There comes a time in every business owner's life when retirement looms and thoughts turn to succession planning. Planning should ideally start two years before the date of disposal to preserve Business Asset Disposal Relief (BADR), if applicable, and optimise the timing of tax payments.
The most tax-efficient structure depends on the seller's goals:
· If the aim is to minimise risk and tax liability up front, a full cash sale (with BADR) is probably the best option.
· If deferment of capital gains tax (CGT) with spread payments is the aim, then loan notes should be considered.
· If it is felt that the company will grow, an earn-out can increase total proceeds but carries more risk.
BADR
To claim BADR, the company must be a trading company (or the holding company of a trading group) and the director shareholder must own at least 5% of the company’s ordinary shares for at least two years before sale.
Those shares must permit the shareholder to have at least 5% voting rights and :
· entitlement to at least 5% of the profits available for distribution; and
· 5% of the distributable assets on a winding up of the company; and
· 5% of the proceeds in the event of a company sale.

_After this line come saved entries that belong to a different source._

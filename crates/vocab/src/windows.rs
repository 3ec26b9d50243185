//! Fixed-width (window, label) pairs for next-token training.

use crate::vocabulary::{Vocabulary, PAD};
use rayon::prelude::*;

#[derive(Debug, Clone, PartialEq, Eq)]
pub struct TrainingExample {
    pub window: Vec<usize>,
    pub label: usize,
}

/// Column-oriented training data: `windows[i]` predicts `labels[i]`.
#[derive(Debug, Clone, Default, PartialEq, Eq)]
pub struct Dataset {
    pub windows: Vec<Vec<usize>>,
    pub labels: Vec<usize>,
}

impl Dataset {
    pub fn len(&self) -> usize {
        self.labels.len()
    }

    pub fn is_empty(&self) -> bool {
        self.labels.is_empty()
    }
}

/// The last `width` ids of `tokens`, left-padded with `<PAD>` to exactly `width`.
pub fn context_window(tokens: &[usize], width: usize) -> Vec<usize> {
    let tail = &tokens[tokens.len().saturating_sub(width)..];
    let mut window = Vec::with_capacity(width);
    window.resize(width - tail.len(), PAD);
    window.extend_from_slice(tail);
    window
}

/// One example per position except the last: the window ends at token `i`
/// and the label is token `i + 1`.
pub fn sliding_windows(tokens: &[usize], width: usize) -> Vec<TrainingExample> {
    if tokens.len() < 2 {
        return Vec::new();
    }

    (0..tokens.len() - 1)
        .map(|i| TrainingExample {
            window: context_window(&tokens[..=i], width),
            label: tokens[i + 1],
        })
        .collect()
}

/// Tokenize and window every text of the corpus, preserving corpus order.
pub fn build_dataset<S>(vocab: &Vocabulary, texts: &[S], width: usize) -> Dataset
where
    S: AsRef<str> + Sync,
{
    let per_text: Vec<Vec<TrainingExample>> = texts
        .par_iter()
        .map(|text| sliding_windows(&vocab.tokenize(text.as_ref()), width))
        .collect();

    let mut dataset = Dataset::default();
    for example in per_text.into_iter().flatten() {
        dataset.windows.push(example.window);
        dataset.labels.push(example.label);
    }
    dataset
}

#[cfg(test)]
mod tests {
    use super::*;

    #[test]
    fn windows_are_left_padded() {
        let examples = sliding_windows(&[5, 6, 7], 4);
        assert_eq!(
            examples,
            vec![
                TrainingExample {
                    window: vec![0, 0, 0, 5],
                    label: 6
                },
                TrainingExample {
                    window: vec![0, 0, 5, 6],
                    label: 7
                },
            ]
        );
    }

    #[test]
    fn long_sequences_slide() {
        let tokens: Vec<usize> = (10..20).collect();
        let examples = sliding_windows(&tokens, 3);
        assert_eq!(examples.len(), tokens.len() - 1);
        for (i, example) in examples.iter().enumerate() {
            assert_eq!(example.window.len(), 3);
            assert_eq!(*example.window.last().unwrap(), tokens[i]);
            assert_eq!(example.label, tokens[i + 1]);
        }
        assert_eq!(examples[5].window, vec![13, 14, 15]);
    }

    #[test]
    fn short_sequences_emit_nothing() {
        assert!(sliding_windows(&[], 4).is_empty());
        assert!(sliding_windows(&[7], 4).is_empty());
    }

    #[test]
    fn context_window_truncates_from_the_left() {
        assert_eq!(context_window(&[1, 2, 3, 4, 5], 3), vec![3, 4, 5]);
        assert_eq!(context_window(&[], 2), vec![0, 0]);
    }

    #[test]
    fn dataset_keeps_corpus_order() {
        let texts = ["ola mundo ola", "mundo ola"];
        let vocab = Vocabulary::build(&texts, 10);
        let dataset = build_dataset(&vocab, &texts, 2);
        assert_eq!(dataset.len(), 3);
        assert_eq!(dataset.windows, vec![vec![0, 3], vec![3, 4], vec![0, 4]]);
        assert_eq!(dataset.labels, vec![4, 3, 3]);
    }
}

BADR reduces the tax rate to 10% (increasing to 14% for 2025/26 and 18% for 2026/27) on qualifying business disposals, applying to the first £1 million of lifetime gains, and is therefore particularly beneficial for higher and additional rate taxpayers who otherwise would be taxed at 24%. However, should the gain exceed £1 million, any excess is taxed at the usual 24% CGT rate for higher and additional rate taxpayers only. Generally disposal will be of the whole business but it is possible to claim BADR
on a partial sale. BADR must be claimed on or before the first anniversary of the 31 January following the tax year in which the disposal occurs.
Deferred Cash Consideration
When a company is sold with cash payments, HMRC treats the gain as taxable in the tax year of completion, i.e. instalment payments do not spread the CGT liability. Therefore, the seller may have to pay CGT by 31 January following the end of the tax year of sale, even though not all of the cash has been received. However, sellers can request HMRC to allow tax payments in instalments, provided these instalments are received over a period of at least 18 months and continue after the 31 January tax payment date.
Loan notes (deferred payments)
Accepting qualifying loan notes (e.g., unquoted company shares or corporate bonds – QCB) in all or part payment can enable the CGT to be deferred until the notes are redeemed or sold. BADR is normally lost as QCBs are not chargeable assets for CGT purposes (because the acquiring company will not be their ‘personal company’). Sellers will be liable to CGT on the deferred QCB gain at the prevailing tax rate in the tax year of repayment (when the CGT rate may or may not be higher than the current 24%).
However, an election can be made to trigger CGT immediately, allowing BADR to be claimed on the gain made, chargeable in the tax year of the share sale. Where an election is made, sellers must ensure they have sufficient funds from the deal to cover CGT on both cash and loan note considerations by 31 January following the tax year of sale.
If the loan notes are non-qualifying (e.g., redeemable within six months or bearing interest), any gain can be deferred so that it will crystallise when the security is redeemed or disposed of, or ceases to qualify as a security. However, no BADR can be claimed.
Earn-outs (contingent payments)
If part of the sale price depends on future business performance, CGT is initially calculated based on a reasonable estimate of those future earn-out payments. The
additional cash to be received as an earn-out is considered an unascertainable amount and treated as a separate asset. BADR may still apply, but only to the portions of the gain meeting the criteria.
For example, the seller's company value increases by 10% in the year after sale, and the agreement states that the seller will receive a cash sum equal to 5% of the net profit after tax. This right to receive 5% of the profit has a value, eligible for BADR as consideration for the sale of trading company shares, taxed in the year of sale. However, when the additional cash gain is ultimately received, it will be considered a disposal of a ‘chose in action' (rather than the shares) and BADR will not be applicable.
If the earn-out is received in shares instead of cash, the gain may be rolled over, deferring CGT until those shares are sold.